/serenet

SERENEt: SEgmentation and REcover NEtwork for SKA-Low Tomographic 21-cm images

Primary LanguageJupyter NotebookApache License 2.0Apache-2.0

SERENEt

SEgmentation and REcover NEtwork for SKA-Low multi-frequency tomographic 21-cm data for the Epoch of Reionization (EoR). The SERENEt code consist of a pre-process step, for foreground mitigation, and two U-shaped neural network for segmentation and 21-cm signal recovery, respectively. A general overview is given in Figure 1.

Figure 1: A simplified view of the project pipeline. The data include the mock observation with foreground and instrumental noise contamination, I_obs. The residual image after the pre-process step, I_res. The binary prior for neutral region identification and the recovered 21-cm image. Data input and output are shown with an example image.

  • In the first part, before applying any machine learning method, we process the challenge input data, I_obs , with an algorithm that partially subtracts the foreground contamination. The resulting residual image, I_res , will still contain some foreground residual and most systematic noise. However, this pre-processing step is essential to reduce the dynamic range in the contaminated image to a reasonable level for neural network training.

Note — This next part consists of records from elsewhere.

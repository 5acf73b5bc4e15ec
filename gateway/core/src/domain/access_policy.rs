// Copyright (c) 2026 LearnHub Contributors
// SPDX-License-Identifier: AGPL-3.0
//! # Access Policy
//!
//! Pure routing decision for a single request. The evaluator sees only the
//! requested path and what is already known about the visitor; session and
//! profile lookups happen in [`crate::application::access_control`] and their
//! outcome is passed in as a [`Visitor`].
//!
//! ## Decision Flow
//!
//! ```text
//! path ─ normalize ─ ProtectedPathTable::find
//!   ├─ no rule                      → Allow (public)
//!   ├─ rule, Visitor::Anonymous     → RedirectToSignIn
//!   └─ rule, Visitor::Authenticated
//!        ├─ no role required         → Allow
//!        ├─ role matches             → Allow
//!        ├─ mismatch, home ≠ path    → RedirectToRoleHome(role)
//!        └─ mismatch, home == path   → UnknownRolePolicy (unknown role)
//!                                      RedirectToSignIn (known role)
//! ```
//!
//! ## Invariants
//!
//! - Rules are consulted most-specific-first: longer paths before shorter
//!   ones, `exact` before `prefix` at equal length.
//! - Prefix matching is segment-aware; `/dashboard/admin` does not cover
//!   `/dashboard/administer`.
//! - A redirect target is always either a fixed role home or the configured
//!   sign-in path. No request input is interpolated into it.
//! - The evaluator holds no per-request state, so evaluating the same input
//!   twice yields the same decision.

use percent_encoding::percent_decode_str;
use serde::{Deserialize, Serialize};
use std::cmp::Ordering;
use thiserror::Error;

use super::role::{Role, RoleResolution, ADMIN_DASHBOARD, GENERIC_DASHBOARD, INSTRUCTOR_DASHBOARD};

#[derive(Debug, Error, Clone, PartialEq, Eq)]
pub enum RuleError {
    #[error("Protected path must start with '/': {0}")]
    NotAbsolute(String),

    #[error("Protected path is not in canonical form: '{path}' (expected '{canonical}')")]
    NotCanonical { path: String, canonical: String },

    #[error("Duplicate protected path rule: {path} ({kind:?})")]
    Duplicate { path: String, kind: MatchKind },

    #[error("Rule for {path} requires role {required}, which locks {role} out of its own dashboard")]
    HomeUnreachable {
        path: String,
        required: Role,
        role: Role,
    },
}

/// How a rule's path is compared with the request path.
#[derive(Debug, Clone, Copy, PartialEq, Eq, Default, Serialize, Deserialize)]
#[serde(rename_all = "lowercase")]
pub enum MatchKind {
    Exact,
    #[default]
    Prefix,
}

/// A protected route. `role: None` admits any authenticated user.
#[derive(Debug, Clone, PartialEq, Eq, Serialize, Deserialize)]
pub struct ProtectedPathRule {
    pub path: String,

    #[serde(rename = "match", default)]
    pub match_kind: MatchKind,

    #[serde(rename = "role", default, skip_serializing_if = "Option::is_none")]
    pub required_role: Option<Role>,
}

impl ProtectedPathRule {
    pub fn new(
        path: impl Into<String>,
        match_kind: MatchKind,
        required_role: Option<Role>,
    ) -> Result<Self, RuleError> {
        let rule = Self {
            path: path.into(),
            match_kind,
            required_role,
        };
        rule.validate()?;
        Ok(rule)
    }

    pub fn prefix(path: &str, required_role: Option<Role>) -> Result<Self, RuleError> {
        Self::new(path, MatchKind::Prefix, required_role)
    }

    pub fn exact(path: &str, required_role: Option<Role>) -> Result<Self, RuleError> {
        Self::new(path, MatchKind::Exact, required_role)
    }

    pub fn validate(&self) -> Result<(), RuleError> {
        if !self.path.starts_with('/') {
            return Err(RuleError::NotAbsolute(self.path.clone()));
        }
        let canonical = normalize_path(&self.path);
        if canonical != self.path {
            return Err(RuleError::NotCanonical {
                path: self.path.clone(),
                canonical,
            });
        }
        Ok(())
    }

    /// `path` must already be normalized.
    pub fn matches(&self, path: &str) -> bool {
        match self.match_kind {
            MatchKind::Exact => path == self.path,
            MatchKind::Prefix => {
                if self.path == "/" {
                    return true;
                }
                match path.strip_prefix(self.path.as_str()) {
                    Some(rest) => rest.is_empty() || rest.starts_with('/'),
                    None => false,
                }
            }
        }
    }

    fn specificity(&self, other: &Self) -> Ordering {
        other
            .path
            .len()
            .cmp(&self.path.len())
            .then_with(|| match (self.match_kind, other.match_kind) {
                (MatchKind::Exact, MatchKind::Prefix) => Ordering::Less,
                (MatchKind::Prefix, MatchKind::Exact) => Ordering::Greater,
                _ => Ordering::Equal,
            })
    }
}

/// Ordered set of protected routes, most specific first.
#[derive(Debug, Clone, PartialEq, Eq)]
pub struct ProtectedPathTable {
    rules: Vec<ProtectedPathRule>,
}

impl ProtectedPathTable {
    pub fn new(mut rules: Vec<ProtectedPathRule>) -> Result<Self, RuleError> {
        for rule in &rules {
            rule.validate()?;
        }
        rules.sort_by(|a, b| a.specificity(b));
        for pair in rules.windows(2) {
            if pair[0].path == pair[1].path && pair[0].match_kind == pair[1].match_kind {
                return Err(RuleError::Duplicate {
                    path: pair[0].path.clone(),
                    kind: pair[0].match_kind,
                });
            }
        }

        let table = Self { rules };
        // Every role must be able to reach its own dashboard, otherwise role
        // redirects would bounce.
        for role in Role::ALL {
            if let Some(rule) = table.find(role.home_path()) {
                if let Some(required) = rule.required_role {
                    if required != role {
                        return Err(RuleError::HomeUnreachable {
                            path: rule.path.clone(),
                            required,
                            role,
                        });
                    }
                }
            }
        }
        Ok(table)
    }

    /// Marketplace defaults: role dashboards plus an authenticated-only
    /// catch-all under `/dashboard`.
    pub fn default_rules() -> Vec<ProtectedPathRule> {
        vec![
            ProtectedPathRule {
                path: ADMIN_DASHBOARD.to_string(),
                match_kind: MatchKind::Prefix,
                required_role: Some(Role::Admin),
            },
            ProtectedPathRule {
                path: INSTRUCTOR_DASHBOARD.to_string(),
                match_kind: MatchKind::Prefix,
                required_role: Some(Role::Instructor),
            },
            ProtectedPathRule {
                path: GENERIC_DASHBOARD.to_string(),
                match_kind: MatchKind::Exact,
                required_role: Some(Role::Student),
            },
            ProtectedPathRule {
                path: GENERIC_DASHBOARD.to_string(),
                match_kind: MatchKind::Prefix,
                required_role: None,
            },
        ]
    }

    /// Most specific rule covering an already-normalized path.
    pub fn find(&self, path: &str) -> Option<&ProtectedPathRule> {
        self.rules.iter().find(|rule| rule.matches(path))
    }

    pub fn rules(&self) -> &[ProtectedPathRule] {
        &self.rules
    }
}

impl Default for ProtectedPathTable {
    fn default() -> Self {
        let mut rules = Self::default_rules();
        rules.sort_by(|a, b| a.specificity(b));
        Self { rules }
    }
}

/// What to do when a visitor with an unknown role lands on the generic
/// dashboard, where a role-home redirect would point back at itself.
#[derive(Debug, Clone, Copy, PartialEq, Eq, Default, Serialize, Deserialize)]
#[serde(rename_all = "snake_case")]
pub enum UnknownRolePolicy {
    /// Serve the generic dashboard (least privileged page).
    #[default]
    Allow,
    /// Send the visitor back to sign-in.
    SignIn,
}

/// What is known about the visitor once the session has been resolved.
#[derive(Debug, Clone, Copy, PartialEq, Eq)]
pub enum Visitor {
    Anonymous,
    Authenticated { role: RoleResolution },
}

impl Visitor {
    pub fn with_role(role: Role) -> Self {
        Visitor::Authenticated {
            role: RoleResolution::Known(role),
        }
    }

    pub fn unknown_role() -> Self {
        Visitor::Authenticated {
            role: RoleResolution::Unknown,
        }
    }
}

/// Per-request routing outcome consumed by the serving layer.
#[derive(Debug, Clone, Copy, PartialEq, Eq)]
pub enum RoutingDecision {
    Allow,
    RedirectToSignIn,
    RedirectToRoleHome(RoleResolution),
}

impl RoutingDecision {
    /// Redirect location, or `None` when the request should proceed.
    pub fn redirect_target<'a>(&self, sign_in_path: &'a str) -> Option<&'a str> {
        match self {
            RoutingDecision::Allow => None,
            RoutingDecision::RedirectToSignIn => Some(sign_in_path),
            RoutingDecision::RedirectToRoleHome(role) => Some(role.home_path()),
        }
    }

    pub fn label(&self) -> &'static str {
        match self {
            RoutingDecision::Allow => "allow",
            RoutingDecision::RedirectToSignIn => "redirect_to_sign_in",
            RoutingDecision::RedirectToRoleHome(_) => "redirect_to_role_home",
        }
    }
}

/// Route access policy: a rule table plus the unknown-role decision.
#[derive(Debug, Clone, Default)]
pub struct AccessPolicy {
    table: ProtectedPathTable,
    unknown_role: UnknownRolePolicy,
}

impl AccessPolicy {
    pub fn new(table: ProtectedPathTable, unknown_role: UnknownRolePolicy) -> Self {
        Self {
            table,
            unknown_role,
        }
    }

    pub fn table(&self) -> &ProtectedPathTable {
        &self.table
    }

    /// Rule protecting `path`, if any. Public paths return `None`.
    pub fn protecting_rule(&self, path: &str) -> Option<&ProtectedPathRule> {
        self.table.find(&normalize_path(path))
    }

    pub fn evaluate(&self, path: &str, visitor: &Visitor) -> RoutingDecision {
        let path = normalize_path(path);
        let Some(rule) = self.table.find(&path) else {
            return RoutingDecision::Allow;
        };

        let role = match visitor {
            Visitor::Anonymous => return RoutingDecision::RedirectToSignIn,
            Visitor::Authenticated { role } => *role,
        };

        let Some(required) = rule.required_role else {
            return RoutingDecision::Allow;
        };
        if role == RoleResolution::Known(required) {
            return RoutingDecision::Allow;
        }

        if role.home_path() != path {
            return RoutingDecision::RedirectToRoleHome(role);
        }

        match (role, self.unknown_role) {
            (RoleResolution::Unknown, UnknownRolePolicy::Allow) => RoutingDecision::Allow,
            (RoleResolution::Unknown, UnknownRolePolicy::SignIn) => RoutingDecision::RedirectToSignIn,
            // Unreachable with a validated table: a role's own home never
            // demands a different role.
            (RoleResolution::Known(_), _) => RoutingDecision::RedirectToSignIn,
        }
    }
}

/// File name the static file layer serves for a directory request.
const INDEX_PAGE: &str = "index.html";

/// Canonical form of a request path for rule matching.
///
/// Drops query and fragment, percent-decodes, collapses repeated slashes,
/// resolves `.` / `..` segments and strips the trailing slash. The static
/// file layer decodes paths the same way, so `/dashboard/%61dmin` and
/// `/dashboard//admin/` are both matched as `/dashboard/admin`.
///
/// A final `index.html` segment is dropped too: the file layer serves a
/// directory's index page under both names, so `/dashboard/index.html`
/// must be matched as `/dashboard`.
pub fn normalize_path(raw: &str) -> String {
    let raw = raw.split(['?', '#']).next().unwrap_or_default();
    let decoded = percent_decode_str(raw).decode_utf8_lossy();

    let mut segments: Vec<&str> = Vec::new();
    for segment in decoded.split(['/', '\\']) {
        match segment {
            "" | "." => {}
            ".." => {
                segments.pop();
            }
            other => segments.push(other),
        }
    }
    if segments.last() == Some(&INDEX_PAGE) {
        segments.pop();
    }

    if segments.is_empty() {
        "/".to_string()
    } else {
        format!("/{}", segments.join("/"))
    }
}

In the second step, we combine the input/output of two independently trained U-shaped 2D convolutional neural network, Seg-UNet and Rec-UNet. We refer to this step as the SERENEt pipeline.

  • The former is a segmentation for the identification of neutral hydrogen (HI) regions in 21-cm tomographic images. Results of SegU-Net can be found in our recent publication, Bianco et al. (2021). The resulting binary image, I_B, is employed as a shape and position prior for region of 21-cm emission for the second and final component of SERENEt that aim to recover the 21-cm signal.
  • By combining the residual and the prior images, RecU-Net will extrapolate meaningful information from both fields for an enhanced recovery of the 21-cm image. This is implemented by convolution blocks that takes the prior image as an additional input and intercepts the skip connection between the encoder and decoder layers. We show the architecture in Figure 2.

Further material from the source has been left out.